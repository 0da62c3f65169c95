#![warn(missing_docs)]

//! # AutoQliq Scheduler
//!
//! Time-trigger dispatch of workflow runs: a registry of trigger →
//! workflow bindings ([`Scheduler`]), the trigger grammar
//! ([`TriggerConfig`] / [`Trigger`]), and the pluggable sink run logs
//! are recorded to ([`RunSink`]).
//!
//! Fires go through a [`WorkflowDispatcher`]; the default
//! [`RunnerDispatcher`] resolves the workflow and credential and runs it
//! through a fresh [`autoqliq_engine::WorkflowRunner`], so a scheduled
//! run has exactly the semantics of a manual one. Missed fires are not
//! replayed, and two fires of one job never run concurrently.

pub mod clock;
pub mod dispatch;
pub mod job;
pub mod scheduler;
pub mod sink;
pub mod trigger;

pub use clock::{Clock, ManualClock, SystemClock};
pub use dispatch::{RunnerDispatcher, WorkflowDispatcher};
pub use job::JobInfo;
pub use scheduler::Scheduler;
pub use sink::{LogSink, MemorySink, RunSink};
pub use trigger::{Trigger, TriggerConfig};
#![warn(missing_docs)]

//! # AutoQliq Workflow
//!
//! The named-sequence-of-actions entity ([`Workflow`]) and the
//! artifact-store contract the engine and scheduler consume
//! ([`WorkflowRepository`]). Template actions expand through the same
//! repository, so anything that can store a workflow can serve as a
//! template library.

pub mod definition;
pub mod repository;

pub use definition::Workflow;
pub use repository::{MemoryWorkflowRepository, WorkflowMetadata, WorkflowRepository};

■ ■ ■ ■

### Work task
Check each line of the records for the word "clock" and extract those that contain it.

### Finished task
pub mod clock;
pub use clock::{Clock, ManualClock, SystemClock};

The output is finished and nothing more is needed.